In the following step, we open the cloud-optimised Zarr dataset using `xarray.open_datatree` supported by the `xarray-eopf extension`.

The subsequent loop then prints out all the available groups within the opened `DataTree`, providing a comprehensive overview of the `zarr`'s hierarchical structure.

In [8]:
dt = xr.open_datatree(
    cloud_storage,        # the cloud storage url from the Item we are interested in
    engine="eopf-zarr",   # xarray-eopf defined engine 
    op_mode="native",     # visualisation mode
    chunks={})            # default eopf chunking size

for dt_group in sorted(dt.groups):
    print("DataTree group {group_name}".format(group_name=dt_group)) # getting the available groups

## Root Dataset Metadata


We specifically look for groups containing data variables under `/measurements/reflectance/r20m` (which corresponds to Sentinel-2 bands at 20m resolution). The output provides key information about the selected group, including its dimensions, available data variables (the different spectral bands), and coordinates.

In [9]:
# Get /measurements/reflectance/r20m group
groups = list(dt.groups)
interesting_groups = [
    group for group in groups if group.startswith('/measurements/reflectance/r20m')
    and dt[group].ds.data_vars
]
print(f"\n🔍 Searching for groups with data variables in '/measurements/reflectance/r20m'...")


In [10]:
if interesting_groups:
    sample_group = interesting_groups[0]
    group_ds = dt[sample_group].ds
    
    print(f"📊 Group '{sample_group}' Information")
    print("=" * 50)
    print(f"🔢 Dimensions: {dict(group_ds.dims)}")
    print(f"📏 Data Variables: {list(group_ds.data_vars.keys())}")
    print(f"🗺️  Coordinates: {list(group_ds.coords.keys())}")

else:
    print("No groups with data variables found in the first 5 groups.")

This cell inspects the attributes of the root dataset within the DataTree. Attributes often contain important high-level metadata about the entire product, such as processing details, STAC discovery information, and more. We print the first few attributes to give an idea of the available metadata.


In [11]:
# Examine the root dataset
root_dataset = dt.ds

print("📊 Root Dataset Metadata")
print("=" * 40)

if root_dataset.attrs:
    print(f"\n📝 Attributes (first 3):")
    for key, value in list(root_dataset.attrs.items())[:3]:
        print(f"   {key}: {str(value)[:80]}{'...' if len(str(value)) > 80 else ''}")

## Visualising the RGB quicklook composite

EOPF zarr assets include a quicklook RGB coposite included within the assets of `zarr`. <br>

We open the Zarr dataset again, but this time, we specifically target the `quality/l2a_quicklook/r20m group` and its variables.<br>
This group typically contains a true-colour (RGB) quicklook composite, which is a readily viewable representation of the satellite image. 

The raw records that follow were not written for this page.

//! Acquisition orchestrator split into focused submodules.
//!
//! The `Downloader` struct and its methods are organized by batch phase:
//! - [`context`] - Shared status table, counters and completion ledger
//! - [`preflight`] - Account probing and worker pool sizing
//! - [`folders`] - Output folder layout for a collection
//! - [`batch`] - Dispatch, draining and the batch report
//! - [`worker`] - One item: failover loop and a single acquisition attempt
//! - [`inspect`] - Diagnostic manifest inventory (no file writes)
//! - [`session`] - Whole-batch reruns until a clean pass

mod batch;
pub mod context;
mod folders;
mod inspect;
mod preflight;
pub mod session;
mod worker;

// unwrap/expect are acceptable in tests for concise failure-on-error assertions
#[allow(clippy::unwrap_used, clippy::expect_used)]
#[cfg(test)]
pub(crate) mod test_helpers;

pub use context::{BatchContext, CompletionLedger, ItemOutcome};
pub use folders::FolderLayout;
pub use inspect::ItemInventory;
pub use preflight::PreflightReport;
pub use session::{Acknowledge, RetryUpTo, Session, SessionReport};

use crate::config::Config;
use crate::error::{Error, Result};
use crate::manifest::{HttpManifestFetcher, ManifestFetcher, ManifestLocator};
use crate::services::{CatalogClient, FsPathProbe, MediaTransfer, PathProbe, Tagger};
use crate::target::{CatalogTarget, TargetKind};
use crate::types::{AudioMode, CollectionKind, CollectionRef};
use crate::ui::{AnsiTerminal, RenderControl, TerminalRenderer};
use serde::{Deserialize, Serialize};
use std::sync::Arc;

/// Which items of a collection a batch covers
#[derive(Clone, Debug, Default, PartialEq, Eq, Serialize, Deserialize)]
#[serde(rename_all = "kebab-case")]
pub enum Selection {
    /// Every item
    #[default]
    All,
    /// One item by catalog id
    Item(String),
    /// 1-based ordinals, e.g. from [`crate::target::parse_track_selection`]
    Ordinals(Vec<usize>),
}

/// One entry of a batch
#[derive(Clone, Debug, PartialEq, Eq, Serialize, Deserialize)]
pub struct BatchRequest {
    /// Collection to acquire from
    pub collection: CollectionRef,
    /// Items to acquire
    #[serde(default)]
    pub selection: Selection,
    /// Audio family to acquire
    #[serde(default)]
    pub mode: AudioMode,
}

impl BatchRequest {
    /// Request every item of `collection`
    pub fn all(collection: CollectionRef, mode: AudioMode) -> Self {
        Self {
            collection,
            selection: Selection::All,
            mode,
        }
    }
}

/// Builds the terminal a batch renders on
pub type TerminalFactory = Arc<dyn Fn() -> Box<dyn TerminalRenderer> + Send + Sync>;

/// External collaborators the downloader drives
#[derive(Clone)]
pub struct Services {
    /// Catalog API client
    pub catalog: Arc<dyn CatalogClient>,
    /// Transfer and decryption
    pub transfer: Arc<dyn MediaTransfer>,
    /// Metadata embedding
    pub tagger: Arc<dyn Tagger>,
    /// Existence checks for finished files
    pub probe: Arc<dyn PathProbe>,
    /// Manifest download for device-provided URLs
    pub fetcher: Arc<dyn ManifestFetcher>,
    /// Device manifest lookup, if any account has an endpoint
    pub locator: Option<Arc<dyn ManifestLocator>>,
}

impl Services {
    /// Collaborators with the filesystem probe and HTTP manifest fetcher filled in
    pub fn new(
        catalog: Arc<dyn CatalogClient>,
        transfer: Arc<dyn MediaTransfer>,
        tagger: Arc<dyn Tagger>,
    ) -> Result<Self> {
        Ok(Self {
            catalog,
            transfer,
            tagger,
            probe: Arc::new(FsPathProbe),
            fetcher: Arc::new(HttpManifestFetcher::new()?),
            locator: None,
        })
    }
}

/// Main downloader instance (cloneable - all fields are Arc-wrapped)
#[derive(Clone)]
pub struct Downloader {
    pub(crate) config: Arc<Config>,
    pub(crate) services: Services,
    pub(crate) terminal: TerminalFactory,
    pub(crate) control: RenderControl,
}

impl Downloader {
    /// Create a downloader drawing progress on standard output
    ///
    /// # Errors
    ///
    /// [`Error::Config`] when the configuration fails validation.
    pub fn new(config: Config, services: Services) -> Result<Self> {
        config.validate()?;
        Ok(Self {
            config: Arc::new(config),
            services,
            terminal: Arc::new(|| Box::new(AnsiTerminal::stdout())),
            control: RenderControl::new(),
        })
    }

    /// Render on terminals produced by `factory` instead of standard output
    pub fn with_terminal<F>(mut self, factory: F) -> Self
    where
        F: Fn() -> Box<dyn TerminalRenderer> + Send + Sync + 'static,
    {
        self.terminal = Arc::new(factory);
        self
    }

    /// Configuration in use
    pub fn config(&self) -> &Config {
        &self.config
    }

    /// Suspend/resume switch for the live progress table
    pub fn render_control(&self) -> &RenderControl {
        &self.control
    }

    /// Turn a parsed catalog URL into a batch entry
    ///
    /// Songs are looked up to find their album and select only themselves.
    pub async fn request_for_target(
        &self,
        target: &CatalogTarget,
        mode: AudioMode,
    ) -> Result<BatchRequest> {
        if let Some(collection) = target.collection_ref() {
            let selection = match &target.item_id {
                Some(item_id) => Selection::Item(item_id.clone()),
                None => Selection::All,
            };
            return Ok(BatchRequest {
                collection,
                selection,
                mode,
            });
        }

        debug_assert_eq!(target.kind, TargetKind::Song);
        let account = self.config.account_for_storefront(&target.storefront)?;
        let album = self
            .services
            .catalog
            .containing_collection(&target.id, account, &target.storefront)
            .await?;
        if album.kind == CollectionKind::Playlist {
            return Err(Error::InvalidTarget(format!(
                "song {} resolved to a playlist",
                target.id
            )));
        }
        tracing::debug!(song_id = %target.id, album_id = %album.id, "Resolved song to album");
        Ok(BatchRequest {
            collection: album,
            selection: Selection::Item(target.id.clone()),
            mode,
        })
    }
}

We use `xr.open_dataset` with the `xarray-eopf` variables parameter to load only the relevant data for the quicklook.

In [12]:
## Visualising the RGB quicklook composite:
ds = xr.open_dataset(
    cloud_storage,        # the cloud storage url from the Item we are interested in
    engine="eopf-zarr",   # xarray-eopf defined engine 
    op_mode="native",     # visualisation mode
    chunks={},            # default eopf chunking size
    group_sep="/",
    variables="quality/l2a_quicklook/r20m/*",
)

And we can define, the following RGB composite:

In [13]:
ds["quality/l2a_quicklook/r20m/tci"].plot.imshow()
plt.title('RGB Quicklook')
plt.xlabel('X-coordinate')
plt.ylabel('Y-coordinate')
plt.grid(False) # Turn off grid for image plots
plt.axis('tight') # Ensure axes fit the data tightly

## Simple Data Analysis: Calculating NDVI

This section demonstrates a common Earth Observation data analysis technique: calculating the Normalised Difference Vegetation Index (NDVI).<br>

First, we open the Zarr dataset specifically for the **red** (B04) and **Near-Infrared** (B08) bands, which are crucial for NDVI calculation. We also specify `resolution=20` to ensure we are working with the 20-meter resolution bands.

In [14]:
red_nir = xr.open_dataset(
    cloud_storage,
    engine="eopf-zarr",
    chunks={},
    spline_orders=0,
    variables=['b04', 'b08'],
    resolution= 20
)

Here, we cast the red (B04) and Near-Infrared (B08) bands to floating-point numbers. This is important for accurate mathematical operations, especially division, in the subsequent **NDVI** calculation.

In [15]:
red_f = red_nir.b04.astype(float)
nir_f = red_nir.b08.astype(float)

Now, we perform the initial steps for **NDVI** calculation:
- `sum_bands`: Calculates the sum of the Near-Infrared and Red bands.
- `diff_bands`: Calculates the difference between the Near-Infrared and Red bands.

In [16]:
sum_bands = nir_f + red_f
diff_bands = nir_f - red_f
ndvi = diff_bands / sum_bands

To prevent division by zero errors in areas where both red and NIR bands might be zero (e.g., water bodies or clouds), this line replaces any **NaN** values resulting from division by zero with 0. This ensures a clean and robust NDVI product.

In [17]:
ndvi = ndvi.where(sum_bands != 0, 0)

Finally, this cell visualises the calculated **NDVI**.

In [18]:
ndvi.plot(cmap='RdYlGn', vmin=-1, vmax=1)
plt.title('Normalized Difference Vegetation Index (NDVI)')
plt.xlabel('X-coordinate')
plt.ylabel('Y-coordinate')
plt.grid(False) # Turn off grid for image plots
plt.axis('tight') # Ensure axes fit the data tightly

# Display the plot
plt.show()

## 💪 Now it is your turn

With the foundations laid, you're now equipped to dive deeper into Earth Observation data. These are your tasks:
#### **1. Explore 5 additional Sentinel-2 Items for Innsbruck**
Replicate the RGB quicklook and have an overview of the spatial changes.<br>

#### **2. Investigating NDVI**:
Replicate the NDVI calculation for the additional Innsbruck items.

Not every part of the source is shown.